The problem:
Print the lines in the listing below that fall between the line with "raw node output." and the line with "in pattern order.", those two lines included, exactly as they stand and with nothing else.
::::
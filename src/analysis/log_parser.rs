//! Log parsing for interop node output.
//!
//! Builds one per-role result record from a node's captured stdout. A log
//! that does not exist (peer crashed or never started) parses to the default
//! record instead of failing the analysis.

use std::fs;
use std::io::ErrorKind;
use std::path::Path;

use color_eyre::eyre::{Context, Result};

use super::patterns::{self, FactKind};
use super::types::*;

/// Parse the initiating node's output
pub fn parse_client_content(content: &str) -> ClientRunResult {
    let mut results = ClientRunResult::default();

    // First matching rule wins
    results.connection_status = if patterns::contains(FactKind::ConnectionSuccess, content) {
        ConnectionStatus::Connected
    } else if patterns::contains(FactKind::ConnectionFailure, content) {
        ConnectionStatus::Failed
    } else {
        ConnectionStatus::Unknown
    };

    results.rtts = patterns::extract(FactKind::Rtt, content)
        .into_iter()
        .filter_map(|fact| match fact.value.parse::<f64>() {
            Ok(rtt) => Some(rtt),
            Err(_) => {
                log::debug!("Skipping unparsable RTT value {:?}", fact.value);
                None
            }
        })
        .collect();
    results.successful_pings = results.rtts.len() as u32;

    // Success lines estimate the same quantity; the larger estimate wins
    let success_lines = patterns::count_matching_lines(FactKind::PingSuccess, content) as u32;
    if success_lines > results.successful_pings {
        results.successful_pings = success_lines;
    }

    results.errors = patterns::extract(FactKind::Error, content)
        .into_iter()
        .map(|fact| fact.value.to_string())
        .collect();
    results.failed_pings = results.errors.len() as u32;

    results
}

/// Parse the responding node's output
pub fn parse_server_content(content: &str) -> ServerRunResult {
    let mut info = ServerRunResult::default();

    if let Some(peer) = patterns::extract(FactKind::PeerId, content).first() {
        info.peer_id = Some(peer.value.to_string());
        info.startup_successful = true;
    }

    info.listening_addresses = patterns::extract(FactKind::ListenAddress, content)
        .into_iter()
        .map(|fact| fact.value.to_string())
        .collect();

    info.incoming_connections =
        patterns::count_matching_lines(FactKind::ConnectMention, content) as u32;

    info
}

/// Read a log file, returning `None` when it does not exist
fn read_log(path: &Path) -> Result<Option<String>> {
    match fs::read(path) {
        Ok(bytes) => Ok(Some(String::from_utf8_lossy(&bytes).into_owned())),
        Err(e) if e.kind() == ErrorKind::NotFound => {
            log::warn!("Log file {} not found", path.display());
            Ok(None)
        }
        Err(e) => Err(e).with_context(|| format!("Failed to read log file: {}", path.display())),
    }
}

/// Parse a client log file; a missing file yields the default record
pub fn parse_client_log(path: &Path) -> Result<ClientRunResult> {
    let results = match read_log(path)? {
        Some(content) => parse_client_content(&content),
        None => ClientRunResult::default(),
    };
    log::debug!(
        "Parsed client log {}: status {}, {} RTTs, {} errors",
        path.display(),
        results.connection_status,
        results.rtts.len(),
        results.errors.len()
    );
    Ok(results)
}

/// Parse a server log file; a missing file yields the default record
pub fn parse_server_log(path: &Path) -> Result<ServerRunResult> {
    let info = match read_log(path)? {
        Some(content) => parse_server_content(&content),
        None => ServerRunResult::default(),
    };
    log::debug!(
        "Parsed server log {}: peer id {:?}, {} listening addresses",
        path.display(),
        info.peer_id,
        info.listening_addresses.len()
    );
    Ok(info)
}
::::
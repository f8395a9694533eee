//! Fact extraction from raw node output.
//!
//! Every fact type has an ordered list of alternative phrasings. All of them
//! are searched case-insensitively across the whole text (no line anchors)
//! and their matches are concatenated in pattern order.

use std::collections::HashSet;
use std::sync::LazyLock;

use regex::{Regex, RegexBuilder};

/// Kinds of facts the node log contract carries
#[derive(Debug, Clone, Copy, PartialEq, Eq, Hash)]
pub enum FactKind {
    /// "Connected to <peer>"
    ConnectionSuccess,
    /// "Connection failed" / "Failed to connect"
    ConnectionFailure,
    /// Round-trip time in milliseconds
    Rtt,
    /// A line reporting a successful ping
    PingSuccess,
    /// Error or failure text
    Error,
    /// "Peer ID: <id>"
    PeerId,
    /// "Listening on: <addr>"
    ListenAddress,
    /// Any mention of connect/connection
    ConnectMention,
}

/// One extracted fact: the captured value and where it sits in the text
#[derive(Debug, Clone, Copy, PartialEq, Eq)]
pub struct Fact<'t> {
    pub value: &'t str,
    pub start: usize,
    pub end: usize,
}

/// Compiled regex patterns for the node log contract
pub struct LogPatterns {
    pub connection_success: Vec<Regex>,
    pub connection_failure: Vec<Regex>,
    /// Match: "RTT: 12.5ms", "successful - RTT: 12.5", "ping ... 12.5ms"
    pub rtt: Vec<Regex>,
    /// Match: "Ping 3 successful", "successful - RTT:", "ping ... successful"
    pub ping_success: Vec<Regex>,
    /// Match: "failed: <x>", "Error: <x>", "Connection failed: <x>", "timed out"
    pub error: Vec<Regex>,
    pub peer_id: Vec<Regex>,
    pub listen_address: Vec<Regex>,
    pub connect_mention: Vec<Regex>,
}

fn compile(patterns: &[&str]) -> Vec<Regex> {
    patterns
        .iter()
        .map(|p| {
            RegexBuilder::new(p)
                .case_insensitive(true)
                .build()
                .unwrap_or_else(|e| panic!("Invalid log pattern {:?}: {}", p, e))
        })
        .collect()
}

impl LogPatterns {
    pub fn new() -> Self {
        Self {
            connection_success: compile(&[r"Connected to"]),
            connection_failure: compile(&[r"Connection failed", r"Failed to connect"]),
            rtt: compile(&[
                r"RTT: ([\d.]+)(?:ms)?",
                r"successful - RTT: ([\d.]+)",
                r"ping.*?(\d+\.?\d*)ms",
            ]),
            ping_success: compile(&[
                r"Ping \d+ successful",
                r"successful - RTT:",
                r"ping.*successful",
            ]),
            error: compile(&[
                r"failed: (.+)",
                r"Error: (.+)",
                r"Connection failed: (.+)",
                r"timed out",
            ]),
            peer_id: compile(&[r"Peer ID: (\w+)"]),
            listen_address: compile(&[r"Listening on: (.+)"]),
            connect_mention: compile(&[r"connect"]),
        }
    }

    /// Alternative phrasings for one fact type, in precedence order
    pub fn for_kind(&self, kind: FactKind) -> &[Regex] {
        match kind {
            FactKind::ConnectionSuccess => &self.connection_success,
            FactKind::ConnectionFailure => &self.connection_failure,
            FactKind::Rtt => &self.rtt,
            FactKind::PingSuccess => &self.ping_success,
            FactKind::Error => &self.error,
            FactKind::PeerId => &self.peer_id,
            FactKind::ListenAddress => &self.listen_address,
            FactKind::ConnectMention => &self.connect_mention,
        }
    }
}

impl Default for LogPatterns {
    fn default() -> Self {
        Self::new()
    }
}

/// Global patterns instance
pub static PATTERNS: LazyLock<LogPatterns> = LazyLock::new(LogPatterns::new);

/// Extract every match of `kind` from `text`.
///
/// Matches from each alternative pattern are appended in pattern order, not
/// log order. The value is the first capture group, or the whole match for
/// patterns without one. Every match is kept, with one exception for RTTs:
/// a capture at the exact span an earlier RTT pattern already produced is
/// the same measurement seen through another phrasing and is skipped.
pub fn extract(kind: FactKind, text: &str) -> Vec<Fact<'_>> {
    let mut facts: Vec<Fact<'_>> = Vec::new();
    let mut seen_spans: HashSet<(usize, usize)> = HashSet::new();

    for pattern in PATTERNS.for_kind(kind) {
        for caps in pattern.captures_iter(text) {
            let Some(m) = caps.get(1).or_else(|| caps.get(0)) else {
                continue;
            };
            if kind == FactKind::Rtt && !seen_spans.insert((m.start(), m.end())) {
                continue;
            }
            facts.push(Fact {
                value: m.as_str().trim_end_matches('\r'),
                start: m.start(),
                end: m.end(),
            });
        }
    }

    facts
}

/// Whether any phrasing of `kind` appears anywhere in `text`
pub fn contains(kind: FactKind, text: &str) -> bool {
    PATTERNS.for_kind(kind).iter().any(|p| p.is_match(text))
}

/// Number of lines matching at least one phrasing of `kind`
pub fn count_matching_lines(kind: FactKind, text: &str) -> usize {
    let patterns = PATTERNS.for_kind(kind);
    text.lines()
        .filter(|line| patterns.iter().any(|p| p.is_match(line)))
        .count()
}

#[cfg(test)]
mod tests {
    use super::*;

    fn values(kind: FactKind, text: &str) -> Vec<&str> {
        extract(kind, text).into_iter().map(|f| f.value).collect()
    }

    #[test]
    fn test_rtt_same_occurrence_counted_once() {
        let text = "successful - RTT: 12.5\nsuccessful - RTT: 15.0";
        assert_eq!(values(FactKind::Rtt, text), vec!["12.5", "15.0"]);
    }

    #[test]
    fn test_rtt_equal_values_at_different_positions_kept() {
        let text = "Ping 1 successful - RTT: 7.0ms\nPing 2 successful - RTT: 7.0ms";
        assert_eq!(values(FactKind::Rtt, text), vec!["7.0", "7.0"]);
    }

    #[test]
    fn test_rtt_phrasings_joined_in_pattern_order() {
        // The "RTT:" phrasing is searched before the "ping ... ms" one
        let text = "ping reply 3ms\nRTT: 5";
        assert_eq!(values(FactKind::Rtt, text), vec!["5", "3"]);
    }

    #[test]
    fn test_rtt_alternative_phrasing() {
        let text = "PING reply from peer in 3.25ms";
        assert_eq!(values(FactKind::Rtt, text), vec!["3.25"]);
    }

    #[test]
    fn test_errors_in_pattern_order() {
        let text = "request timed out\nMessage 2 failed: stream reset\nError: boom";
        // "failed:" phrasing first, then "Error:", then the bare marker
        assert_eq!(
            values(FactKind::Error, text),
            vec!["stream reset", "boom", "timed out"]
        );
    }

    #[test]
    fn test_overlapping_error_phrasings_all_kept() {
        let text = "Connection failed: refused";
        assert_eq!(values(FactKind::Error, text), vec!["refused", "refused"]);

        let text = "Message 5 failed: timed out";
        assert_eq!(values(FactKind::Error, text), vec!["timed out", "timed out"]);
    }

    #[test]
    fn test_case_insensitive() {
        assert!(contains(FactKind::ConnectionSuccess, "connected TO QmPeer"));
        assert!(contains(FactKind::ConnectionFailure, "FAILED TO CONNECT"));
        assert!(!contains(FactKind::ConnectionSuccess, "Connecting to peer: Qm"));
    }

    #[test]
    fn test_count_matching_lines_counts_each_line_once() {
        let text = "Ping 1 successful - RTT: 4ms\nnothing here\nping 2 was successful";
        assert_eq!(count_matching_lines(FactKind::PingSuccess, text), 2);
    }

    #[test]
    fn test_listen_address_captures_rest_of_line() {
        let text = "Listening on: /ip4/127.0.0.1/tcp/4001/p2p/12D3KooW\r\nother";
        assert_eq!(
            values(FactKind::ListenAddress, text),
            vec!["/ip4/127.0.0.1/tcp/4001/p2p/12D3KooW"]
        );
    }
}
::::
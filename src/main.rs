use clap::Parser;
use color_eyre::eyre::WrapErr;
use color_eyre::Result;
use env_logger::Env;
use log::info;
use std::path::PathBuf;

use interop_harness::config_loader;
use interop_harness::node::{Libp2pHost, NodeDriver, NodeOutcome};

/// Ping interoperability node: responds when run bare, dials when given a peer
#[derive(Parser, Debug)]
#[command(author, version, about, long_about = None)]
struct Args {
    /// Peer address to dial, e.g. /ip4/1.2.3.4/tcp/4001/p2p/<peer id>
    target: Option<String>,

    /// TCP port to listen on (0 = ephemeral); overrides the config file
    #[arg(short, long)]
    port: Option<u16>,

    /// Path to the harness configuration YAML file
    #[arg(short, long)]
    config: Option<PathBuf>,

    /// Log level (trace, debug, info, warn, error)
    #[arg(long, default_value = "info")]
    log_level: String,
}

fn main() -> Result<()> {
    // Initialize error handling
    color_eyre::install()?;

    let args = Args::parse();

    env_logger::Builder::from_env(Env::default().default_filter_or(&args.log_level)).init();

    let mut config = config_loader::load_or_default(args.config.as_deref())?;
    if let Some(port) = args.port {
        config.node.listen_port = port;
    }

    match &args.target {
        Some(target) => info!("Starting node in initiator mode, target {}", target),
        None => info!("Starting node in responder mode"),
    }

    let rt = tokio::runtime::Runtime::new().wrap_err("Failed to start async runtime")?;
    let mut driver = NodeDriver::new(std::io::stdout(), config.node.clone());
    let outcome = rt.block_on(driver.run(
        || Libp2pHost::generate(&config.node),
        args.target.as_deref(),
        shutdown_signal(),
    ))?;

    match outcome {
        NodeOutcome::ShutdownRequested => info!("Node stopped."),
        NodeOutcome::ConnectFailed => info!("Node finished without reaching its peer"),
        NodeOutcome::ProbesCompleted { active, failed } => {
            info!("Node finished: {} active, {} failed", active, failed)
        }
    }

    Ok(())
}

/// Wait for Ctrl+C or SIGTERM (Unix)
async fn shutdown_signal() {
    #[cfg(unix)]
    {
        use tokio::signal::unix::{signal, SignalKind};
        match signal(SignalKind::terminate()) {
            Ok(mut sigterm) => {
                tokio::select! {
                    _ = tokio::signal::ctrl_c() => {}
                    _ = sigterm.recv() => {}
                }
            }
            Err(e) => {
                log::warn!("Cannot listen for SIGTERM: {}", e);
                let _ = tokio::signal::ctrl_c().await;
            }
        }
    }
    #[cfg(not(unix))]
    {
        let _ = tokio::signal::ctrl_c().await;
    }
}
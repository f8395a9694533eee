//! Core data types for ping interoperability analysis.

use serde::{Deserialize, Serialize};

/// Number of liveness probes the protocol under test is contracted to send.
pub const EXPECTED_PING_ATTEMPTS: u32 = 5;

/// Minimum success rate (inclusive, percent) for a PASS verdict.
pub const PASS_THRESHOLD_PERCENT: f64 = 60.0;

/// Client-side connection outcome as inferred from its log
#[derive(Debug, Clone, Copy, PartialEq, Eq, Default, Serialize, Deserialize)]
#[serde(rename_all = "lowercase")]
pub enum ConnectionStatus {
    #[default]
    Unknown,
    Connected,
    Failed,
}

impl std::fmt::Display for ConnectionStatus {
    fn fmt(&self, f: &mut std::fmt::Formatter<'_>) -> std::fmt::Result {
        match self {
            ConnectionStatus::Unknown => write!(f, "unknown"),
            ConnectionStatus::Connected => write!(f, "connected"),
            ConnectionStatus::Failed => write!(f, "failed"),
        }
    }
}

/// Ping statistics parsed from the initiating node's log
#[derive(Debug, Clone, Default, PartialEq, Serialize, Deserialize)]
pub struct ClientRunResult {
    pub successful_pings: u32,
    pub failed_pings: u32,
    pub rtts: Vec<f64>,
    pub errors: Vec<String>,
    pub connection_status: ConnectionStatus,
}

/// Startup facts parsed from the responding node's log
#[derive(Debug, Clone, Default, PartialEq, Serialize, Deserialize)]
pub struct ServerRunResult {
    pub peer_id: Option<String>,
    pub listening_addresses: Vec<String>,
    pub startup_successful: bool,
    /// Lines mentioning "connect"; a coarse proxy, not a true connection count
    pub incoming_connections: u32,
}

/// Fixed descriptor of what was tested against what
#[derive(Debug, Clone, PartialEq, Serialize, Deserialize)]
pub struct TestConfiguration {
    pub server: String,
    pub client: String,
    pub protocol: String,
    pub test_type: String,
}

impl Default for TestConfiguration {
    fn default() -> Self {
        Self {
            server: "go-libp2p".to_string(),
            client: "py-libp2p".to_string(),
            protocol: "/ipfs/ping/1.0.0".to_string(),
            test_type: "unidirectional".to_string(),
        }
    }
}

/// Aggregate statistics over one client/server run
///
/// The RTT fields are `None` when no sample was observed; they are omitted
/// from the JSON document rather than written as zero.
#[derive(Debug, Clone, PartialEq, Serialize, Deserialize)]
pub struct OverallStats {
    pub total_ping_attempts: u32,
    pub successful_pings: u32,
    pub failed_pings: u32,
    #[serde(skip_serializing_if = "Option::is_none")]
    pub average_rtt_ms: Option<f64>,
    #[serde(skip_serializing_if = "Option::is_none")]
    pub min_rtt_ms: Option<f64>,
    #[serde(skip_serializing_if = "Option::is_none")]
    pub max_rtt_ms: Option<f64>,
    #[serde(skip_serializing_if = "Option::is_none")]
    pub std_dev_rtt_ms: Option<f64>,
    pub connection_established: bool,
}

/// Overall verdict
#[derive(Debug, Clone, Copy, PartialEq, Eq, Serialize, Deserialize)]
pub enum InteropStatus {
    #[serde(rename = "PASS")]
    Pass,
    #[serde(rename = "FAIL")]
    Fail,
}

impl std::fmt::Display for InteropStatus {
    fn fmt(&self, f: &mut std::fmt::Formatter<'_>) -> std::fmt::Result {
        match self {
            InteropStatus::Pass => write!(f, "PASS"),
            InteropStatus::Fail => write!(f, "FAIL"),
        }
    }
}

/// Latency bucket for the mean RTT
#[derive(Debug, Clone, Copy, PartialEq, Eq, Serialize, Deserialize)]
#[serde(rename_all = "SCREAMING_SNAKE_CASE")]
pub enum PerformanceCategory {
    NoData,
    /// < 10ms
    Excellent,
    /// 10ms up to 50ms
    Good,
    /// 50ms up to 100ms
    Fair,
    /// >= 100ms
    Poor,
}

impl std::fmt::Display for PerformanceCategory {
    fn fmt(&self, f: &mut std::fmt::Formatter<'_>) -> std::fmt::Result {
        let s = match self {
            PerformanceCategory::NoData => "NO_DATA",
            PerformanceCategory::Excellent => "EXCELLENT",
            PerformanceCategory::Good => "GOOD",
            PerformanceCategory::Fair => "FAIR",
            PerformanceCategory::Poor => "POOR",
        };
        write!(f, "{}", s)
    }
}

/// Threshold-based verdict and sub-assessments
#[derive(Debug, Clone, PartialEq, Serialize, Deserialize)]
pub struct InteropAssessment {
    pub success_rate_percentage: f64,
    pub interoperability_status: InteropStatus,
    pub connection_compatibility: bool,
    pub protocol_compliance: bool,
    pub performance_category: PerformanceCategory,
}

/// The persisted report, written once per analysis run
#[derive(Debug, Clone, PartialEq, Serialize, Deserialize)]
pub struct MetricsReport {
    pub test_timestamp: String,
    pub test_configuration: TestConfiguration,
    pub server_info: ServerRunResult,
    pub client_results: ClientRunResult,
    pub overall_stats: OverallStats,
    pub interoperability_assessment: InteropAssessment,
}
::::
Answer box:
//! Fact extraction from raw node output.
//!
//! Every fact type has an ordered list of alternative phrasings. All of them
//! are searched case-insensitively across the whole text (no line anchors)
//! and their matches are concatenated in pattern order.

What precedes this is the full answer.